(Recorded data)
+===+
//! Arenas: per-thread-ish front ends, each holding one active block.

use core::sync::atomic::{AtomicU32, Ordering};

use crate::{
  block::{BlockRef, Cursor},
  heap::Heap,
  pages::PageSource,
  sync::{Guard, Locked},
};

pub(crate) struct ArenaSlot {
  /// Block being sliced; the arena owns one of its references.
  pub(crate) block: Option<BlockRef>,
  pub(crate) cursor: Cursor,
}

/// Padded to a cache line so neighbouring arena locks do not share one.
#[repr(align(64))]
pub(crate) struct Arena {
  pub(crate) slot: Locked<ArenaSlot>,
}

impl Arena {
  pub(crate) const fn new(blocking: bool) -> Self {
    Self {
      slot: Locked::new(
        ArenaSlot {
          block: None,
          cursor: Cursor { last_pos: None },
        },
        blocking,
      ),
    }
  }
}

// Each thread gets a different ID
fn thread_id_u32() -> u32 {
  thread_local! {
    static TID: u32 = {
      static CTR: AtomicU32 = AtomicU32::new(1);
      CTR.fetch_add(1, Ordering::Relaxed) // We only need uniqueness, not synchronization
    };
  }
  // During thread teardown the slot may already be gone; any arena will do.
  TID.try_with(|&id| id).unwrap_or(0)
}

/// Spreads sequential thread ids over the arena indices.
#[inline]
fn arena_hash(tid: u32, count: usize) -> usize {
  ((tid as u64).wrapping_mul(0x9E37_79B9_7F4A_7C15) >> 32) as usize % count
}

impl<P: PageSource> Heap<P> {
  /// Locks an arena for the calling thread.
  ///
  /// Starts at the thread's hashed arena and probes onward with `try_lock`
  /// for `2 * count` attempts. When every probe fails, a blocking lock waits on
  /// the hashed arena, while a spin lock yields the CPU and probes again.
  pub(crate) fn arena_lock(&self) -> Guard<'_, ArenaSlot> {
    let count = self.settings.arena_count;
    if count == 1 {
      return self.arenas[0].slot.lock();
    }

    let home = arena_hash(thread_id_u32(), count);
    loop {
      for i in 0..2 * count {
        if let Some(guard) = self.arenas[(home + i) % count].slot.try_lock() {
          return guard;
        }
      }

      self.warn_contention();
      let arena = &self.arenas[home].slot;
      if arena.is_blocking() {
        return arena.lock();
      }
      std::thread::yield_now();
    }
  }

  fn warn_contention(&self) {
    if self.settings.arena_count_fixed && !self.contention_warned.swap(true, Ordering::Relaxed) {
      log::warn!(
        "chunkmalloc: all {} arenas contended; consider a larger or CPU-derived arena count",
        self.settings.arena_count
      );
    }
  }

  /// Hands blocks to the first `settings.warmup` arenas.
  pub(crate) fn warm_up(&mut self) {
    for i in 0..self.settings.warmup {
      let block = self.block_new();
      if block.is_none() {
        break;
      }
      self.arenas[i].slot.get_mut().block = block;
    }
  }
}

#[cfg(test)]
mod tests {
  use super::*;
  use crate::{config::Config, heap::tests::small_config};

  /// Holds every arena lock while another thread allocates, then lets it in.
  fn allocate_past_held_arenas(use_thread_mutex: bool) {
    let h = Heap::new(Config {
      arena_count: 2,
      use_thread_mutex: Some(use_thread_mutex),
      ..small_config()
    })
    .unwrap();
    assert!(h.settings.arena_count_fixed);

    std::thread::scope(|s| {
      let held = [h.arenas[0].slot.lock(), h.arenas[1].slot.lock()];
      let worker = s.spawn(|| h.malloc(48).unwrap().as_ptr() as usize);
      while !h.contention_warned.load(Ordering::Relaxed) {
        std::thread::yield_now();
      }
      assert!(!worker.is_finished());
      drop(held);

      let p = worker.join().unwrap();
      unsafe { h.free(p as *mut u8) };
    });
  }

  #[test]
  fn spinning_arenas_yield_until_one_frees_up() {
    allocate_past_held_arenas(false);
  }

  #[test]
  fn blocking_arenas_wait_on_the_home_arena() {
    allocate_past_held_arenas(true);
  }

  #[test]
  fn derived_arena_count_never_warns() {
    let h = Heap::new(Config {
      arena_count: -1,
      arena_count_max: 2,
      ..small_config()
    })
    .unwrap();
    h.warn_contention();
    assert!(!h.contention_warned.load(Ordering::Relaxed));
  }

  #[test]
  fn hash_stays_in_range() {
    for count in 1..=16 {
      for tid in 0..200 {
        assert!(arena_hash(tid, count) < count);
      }
    }
  }

  #[test]
  fn sequential_threads_spread() {
    let mut hit = [false; 8];
    for tid in 1..=64 {
      hit[arena_hash(tid, 8)] = true;
    }
    assert!(hit.iter().all(|&h| h));
  }

  #[test]
  fn thread_ids_differ() {
    let here = thread_id_u32();
    let there = std::thread::spawn(thread_id_u32).join().unwrap();
    assert_ne!(here, there);
    assert_eq!(here, thread_id_u32());
  }
}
+===+
Aim of the task: Copy, character for character, the lines from the line that holds "#[cfg(test)]" through the final line of the records above.

Expected output:
#[cfg(test)]
mod tests {
  use super::*;
  use crate::{config::Config, heap::tests::small_config};

  /// Holds every arena lock while another thread allocates, then lets it in.
  fn allocate_past_held_arenas(use_thread_mutex: bool) {
    let h = Heap::new(Config {
      arena_count: 2,
      use_thread_mutex: Some(use_thread_mutex),
      ..small_config()
    })
    .unwrap();
    assert!(h.settings.arena_count_fixed);

    std::thread::scope(|s| {
      let held = [h.arenas[0].slot.lock(), h.arenas[1].slot.lock()];
      let worker = s.spawn(|| h.malloc(48).unwrap().as_ptr() as usize);
      while !h.contention_warned.load(Ordering::Relaxed) {
        std::thread::yield_now();
      }
      assert!(!worker.is_finished());
      drop(held);

      let p = worker.join().unwrap();
      unsafe { h.free(p as *mut u8) };
    });
  }

  #[test]
  fn spinning_arenas_yield_until_one_frees_up() {
    allocate_past_held_arenas(false);
  }

  #[test]
  fn blocking_arenas_wait_on_the_home_arena() {
    allocate_past_held_arenas(true);
  }

  #[test]
  fn derived_arena_count_never_warns() {
    let h = Heap::new(Config {
      arena_count: -1,
      arena_count_max: 2,
      ..small_config()
    })
    .unwrap();
    h.warn_contention();
    assert!(!h.contention_warned.load(Ordering::Relaxed));
  }

  #[test]
  fn hash_stays_in_range() {
    for count in 1..=16 {
      for tid in 0..200 {
        assert!(arena_hash(tid, count) < count);
      }
    }
  }

  #[test]
  fn sequential_threads_spread() {
    let mut hit = [false; 8];
    for tid in 1..=64 {
      hit[arena_hash(tid, 8)] = true;
    }
    assert!(hit.iter().all(|&h| h));
  }

  #[test]
  fn thread_ids_differ() {
    let here = thread_id_u32();
    let there = std::thread::spawn(thread_id_u32).join().unwrap();
    assert_ne!(here, there);
    assert_eq!(here, thread_id_u32());
  }
}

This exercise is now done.